What is the Difference Between the NYSE and Nasdaq?

The NYSE and Nasdaq exchanges are worth more than $35 trillion in market capitalization, making up a sizable portion of the global equities market.

However, while they are both large American stock exchanges containing listings that are household names, they are also very different in how they work.

Comparing the NYSE and Nasdaq Exchanges

Today’s infographic from StocksToTrade.com explains the major differences between these two exchanges.

What is the Difference Between the NYSE and Nasdaq?

The NYSE and Nasdaq have significant differences, including the size and number of listings, how trades are made, and also how they are perceived by investors.

Size and Number of Listings

By the value of listed companies, the NYSE and Nasdaq are the two largest exchanges in the world.

The NYSE has over 2,400 companies that combine for $26 trillion in market capitalization. It’s also home to many of the big “blue chip” companies that have existed for decades, like Walmart, Exxon Mobil, or General Electric. This is partly because the exchange has existed since 1792.

Meanwhile, the Nasdaq has more companies than the NYSE, but has a wider spectrum in terms of the size of companies. Of course, the exchange is known for having the large tech-focused companies like Facebook, Google, and Amazon, but there are many smaller listings on the Nasdaq as well. In fact, there are around 1,200 smaller securities listed on the 46-year-old exchange with market caps of $200 million or less.

In total, there are over 3,800 companies listed on the Nasdaq, worth a total of $11 trillion in market capitalization.

Operational Differences

Aside from the obvious differences in the size and types of listings, the NYSE and Nasdaq also have significant operational differences.

The largest difference in the past was that the NYSE market was an auction market, while the Nasdaq was considered a dealer market. In the former, the highest bid for a stock is matched with the lowest asking price. In the latter, buying and selling happens in split seconds electronically through dealers. This difference has since changed as a result of trading technology, and both markets effectively connect buyers and sellers instantaneously in similar ways at the best price.
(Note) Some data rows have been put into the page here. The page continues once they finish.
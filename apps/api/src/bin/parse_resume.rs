//! Converts a PDF resume to markdown with YAML frontmatter.

use std::path::{Path, PathBuf};

use anyhow::{Context, Result};
use clap::Parser;
use tracing::info;
use tracing_subscriber::EnvFilter;

use applywise::resume::ResumeParser;

#[derive(Parser)]
#[command(name = "parse-resume")]
#[command(about = "Convert a PDF resume to structured markdown")]
struct Cli {
    /// PDF resume to parse
    input: PathBuf,

    /// Markdown output path (defaults to the input with an .md extension)
    output: Option<PathBuf>,
}

fn output_path(input: &Path, output: Option<PathBuf>) -> PathBuf {
    output.unwrap_or_else(|| input.with_extension("md"))
}

fn write_markdown(path: &Path, markdown: &str) -> Result<()> {
    if let Some(parent) = path.parent().filter(|p| !p.as_os_str().is_empty()) {
        std::fs::create_dir_all(parent)
            .with_context(|| format!("creating {}", parent.display()))?;
    }
    std::fs::write(path, markdown).with_context(|| format!("writing {}", path.display()))
}

fn main() -> Result<()> {
    tracing_subscriber::fmt()
        .with_env_filter(EnvFilter::try_from_default_env().unwrap_or_else(|_| EnvFilter::new("info")))
        .init();

    let cli = Cli::parse();
    let output = output_path(&cli.input, cli.output);

    let parsed = ResumeParser.parse_pdf_path(&cli.input)?;
    write_markdown(&output, &parsed.to_markdown())?;

    info!(
        sections = parsed.sections.len(),
        "Wrote {}",
        output.display()
    );
    Ok(())
}
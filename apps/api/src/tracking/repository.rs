//! Postgres access for the tracking tables and views.
//!
//! Dynamic filters and partial updates go through `QueryBuilder`; only
//! whitelisted column names are ever pushed as SQL text.

use chrono::{NaiveDate, Utc};
use serde::Deserialize;
use serde_json::{json, Value};
use sqlx::postgres::PgQueryResult;
use sqlx::{PgConnection, PgPool, Postgres, QueryBuilder};
use tracing::info;
use uuid::Uuid;

use crate::errors::AppError;
use crate::tracking::dashboard::{build_metrics_snapshot, compute_keyword_performance};
use crate::tracking::models::{
    ActiveApplicationRow, ApplicationRow, ApplicationStageRow, ApplicationStatus,
    ApplicationUpdate, EmploymentType, InterviewPerformanceRow, InterviewResult, InterviewRow,
    InterviewType, InterviewUpdate, KeywordPerformanceInput, KeywordPerformanceRow, MetricsInput,
    MetricsRow, NewApplication, NewInterview, PipelineSummaryRow, TopKeywordRow,
};

const DEFAULT_LIMIT: i64 = 100;
const DEFAULT_METRICS_LIMIT: i64 = 30;
const DEFAULT_TOP_KEYWORDS: i64 = 20;
const MAX_LIMIT: i64 = 1000;

/// Stage rows written by the service itself rather than a user edit.
const SYSTEM_ACTOR: &str = "system";
const MANUAL_ACTOR: &str = "manual";

fn clamp_limit(limit: Option<i64>, default: i64) -> i64 {
    limit.unwrap_or(default).clamp(1, MAX_LIMIT)
}

fn clamp_offset(offset: Option<i64>) -> i64 {
    offset.unwrap_or(0).max(0)
}

fn application_not_found(id: Uuid) -> AppError {
    AppError::NotFound(format!("Application {id} not found"))
}

fn keywords_json(keywords: &[String]) -> Option<Value> {
    (!keywords.is_empty()).then(|| json!(keywords))
}

/// Appends `, column = $n` when `value` is present.
fn set_column<'a, T>(qb: &mut QueryBuilder<'a, Postgres>, column: &str, value: Option<T>)
where
    T: 'a + Send + sqlx::Encode<'a, Postgres> + sqlx::Type<Postgres>,
{
    if let Some(value) = value {
        qb.push(", ").push(column).push(" = ").push_bind(value);
    }
}
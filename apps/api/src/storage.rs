//! Document storage: generated markdown (parsed resumes, cover letters,
//! interview prep, optimization reports) persisted to S3-compatible storage.
//!
//! `AppState` holds an `Arc<dyn DocumentStore>`; handlers never touch the S3
//! client directly.

use async_trait::async_trait;
use aws_config::Region;
use aws_sdk_s3::config::Credentials;
use aws_sdk_s3::primitives::ByteStream;
use aws_sdk_s3::Client as S3Client;
use serde::Deserialize;
use tracing::info;
use uuid::Uuid;

use crate::config::Config;
use crate::errors::AppError;

pub const MARKDOWN: &str = "text/markdown";

// ────────────────────────────────────────────────────────────────────────────
// Keys
// ────────────────────────────────────────────────────────────────────────────

pub fn resume_key(resume_id: Uuid) -> String {
    format!("resumes/{resume_id}.md")
}

pub fn cover_letter_key(application_id: Uuid) -> String {
    format!("applications/{application_id}/cover_letter.md")
}

pub fn interview_prep_key(application_id: Uuid) -> String {
    format!("applications/{application_id}/interview_prep.md")
}

pub fn optimization_report_key(application_id: Uuid) -> String {
    format!("applications/{application_id}/optimization_report.md")
}

/// Optimized resume body, stored alongside its report.
pub fn optimized_resume_key(application_id: Uuid) -> String {
    format!("applications/{application_id}/resume.md")
}

/// Generated documents addressable per application.
#[derive(Debug, Clone, Copy, PartialEq, Eq, Deserialize)]
#[serde(rename_all = "kebab-case")]
pub enum DocumentKind {
    Resume,
    CoverLetter,
    InterviewPrep,
    OptimizationReport,
}

impl DocumentKind {
    pub fn key(self, application_id: Uuid) -> String {
        match self {
            DocumentKind::Resume => optimized_resume_key(application_id),
            DocumentKind::CoverLetter => cover_letter_key(application_id),
            DocumentKind::InterviewPrep => interview_prep_key(application_id),
            DocumentKind::OptimizationReport => optimization_report_key(application_id),
        }
    }
}

// ────────────────────────────────────────────────────────────────────────────
// Trait definition
// ────────────────────────────────────────────────────────────────────────────

#[async_trait]
pub trait DocumentStore: Send + Sync {
    async fn put(&self, key: &str, body: Vec<u8>, content_type: &str) -> Result<(), AppError>;

    async fn get(&self, key: &str) -> Result<Vec<u8>, AppError>;
}

// ────────────────────────────────────────────────────────────────────────────
// S3DocumentStore
// ────────────────────────────────────────────────────────────────────────────

pub struct S3DocumentStore {
    client: S3Client,
    bucket: String,
}

impl S3DocumentStore {
    pub fn new(client: S3Client, bucket: impl Into<String>) -> Self {
        Self {
            client,
            bucket: bucket.into(),
        }
    }

    /// Builds a client for MinIO (local) or AWS (production) from config.
    pub async fn from_config(config: &Config) -> Self {
        let credentials = Credentials::new(
            &config.aws_access_key_id,
            &config.aws_secret_access_key,
            None,
            None,
            "applywise-static",
        );

        let s3_config = aws_config::defaults(aws_config::BehaviorVersion::latest())
            .region(Region::new("us-east-1"))
            .credentials_provider(credentials)
            .endpoint_url(&config.s3_endpoint)
            .load()
            .await;

        // MinIO only serves path-style URLs
        let s3_config = aws_sdk_s3::config::Builder::from(&s3_config)
            .force_path_style(true)
            .build();

        Self::new(S3Client::from_conf(s3_config), config.s3_bucket.clone())
    }
}

#[async_trait]
impl DocumentStore for S3DocumentStore {
    async fn put(&self, key: &str, body: Vec<u8>, content_type: &str) -> Result<(), AppError> {
        self.client
            .put_object()
            .bucket(&self.bucket)
            .key(key)
            .body(ByteStream::from(body))
            .content_type(content_type)
            .send()
            .await
            .map_err(|e| AppError::Storage(format!("upload of {key} failed: {e}")))?;

        info!("Uploaded s3://{}/{}", self.bucket, key);
        Ok(())
    }

    async fn get(&self, key: &str) -> Result<Vec<u8>, AppError> {
        let object = self
            .client
            .get_object()
            .bucket(&self.bucket)
            .key(key)
            .send()
            .await
            .map_err(|e| {
                if e.as_service_error().is_some_and(|se| se.is_no_such_key()) {
                    AppError::NotFound(format!("Document {key} not found"))
                } else {
                    AppError::Storage(format!("download of {key} failed: {e}"))
                }
            })?;

        let bytes = object
            .body
            .collect()
            .await
            .map_err(|e| AppError::Storage(format!("reading {key} failed: {e}")))?;

        Ok(bytes.into_bytes().to_vec())
    }
}

// ────────────────────────────────────────────────────────────────────────────
// In-memory store (tests)
// ────────────────────────────────────────────────────────────────────────────

#[cfg(test)]
#[derive(Default)]
pub struct InMemoryDocumentStore {
    docs: tokio::sync::RwLock<std::collections::HashMap<String, (Vec<u8>, String)>>,
}

#[cfg(test)]
impl InMemoryDocumentStore {
    pub async fn content_type(&self, key: &str) -> Option<String> {
        self.docs.read().await.get(key).map(|(_, ct)| ct.clone())
    }

    pub async fn keys(&self) -> Vec<String> {
        let mut keys: Vec<String> = self.docs.read().await.keys().cloned().collect();
        keys.sort();
        keys
    }
}

#[cfg(test)]
#[async_trait]
impl DocumentStore for InMemoryDocumentStore {
    async fn put(&self, key: &str, body: Vec<u8>, content_type: &str) -> Result<(), AppError> {
        self.docs
            .write()
            .await
            .insert(key.to_string(), (body, content_type.to_string()));
        Ok(())
    }

    async fn get(&self, key: &str) -> Result<Vec<u8>, AppError> {
        self.docs
            .read()
            .await
            .get(key)
            .map(|(body, _)| body.clone())
            .ok_or_else(|| AppError::NotFound(format!("Document {key} not found")))
    }
}

#[cfg(test)]
mod tests {
    use super::*;

    #[test]
    fn test_document_keys() {
        let id = Uuid::nil();
        assert_eq!(
            cover_letter_key(id),
            "applications/00000000-0000-0000-0000-000000000000/cover_letter.md"
        );
        assert!(interview_prep_key(id).ends_with("/interview_prep.md"));
        assert!(optimization_report_key(id).ends_with("/optimization_report.md"));
        assert!(resume_key(id).starts_with("resumes/"));
    }

    #[test]
    fn test_document_kind_keys() {
        let id = Uuid::nil();
        assert_eq!(DocumentKind::Resume.key(id), optimized_resume_key(id));
        assert_eq!(DocumentKind::CoverLetter.key(id), cover_letter_key(id));
        assert_eq!(DocumentKind::InterviewPrep.key(id), interview_prep_key(id));
        assert_eq!(
            DocumentKind::OptimizationReport.key(id),
            optimization_report_key(id)
        );

        let kind: DocumentKind = serde_json::from_str("\"cover-letter\"").unwrap();
        assert_eq!(kind, DocumentKind::CoverLetter);
    }

    #[tokio::test]
    async fn test_in_memory_store_roundtrip() {
        let store = InMemoryDocumentStore::default();
        store
            .put("resumes/a.md", b"# Resume".to_vec(), MARKDOWN)
            .await
            .unwrap();

        assert_eq!(store.get("resumes/a.md").await.unwrap(), b"# Resume");
        assert_eq!(store.content_type("resumes/a.md").await.as_deref(), Some(MARKDOWN));
        assert!(matches!(
            store.get("missing.md").await,
            Err(AppError::NotFound(_))
        ));
    }
}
The Nasdaq has multiple market makers per stock – and some, like Apple even have 54 such registered makers. Meanwhile, the NYSE usually has one Designated Market Maker (DMM) per stock that ensures a fair and orderly market in that security. The NYSE also uses Supplementary Liquidity Providers (SLPs) as well.

Different Perspectives

For various reasons, both stocks are seen a little differently by investors, as well.

The NYSE is seen as the stock market for “tried and true” securities that have been, and will continue to be, the mainstays of the financial world for decades.

The Nasdaq, on the other hand, is seen as a place for growth-oriented tech stocks. It was where the action was in the Dotcom boom and bust, and it’s the place where the world’s largest tech stocks are listed today.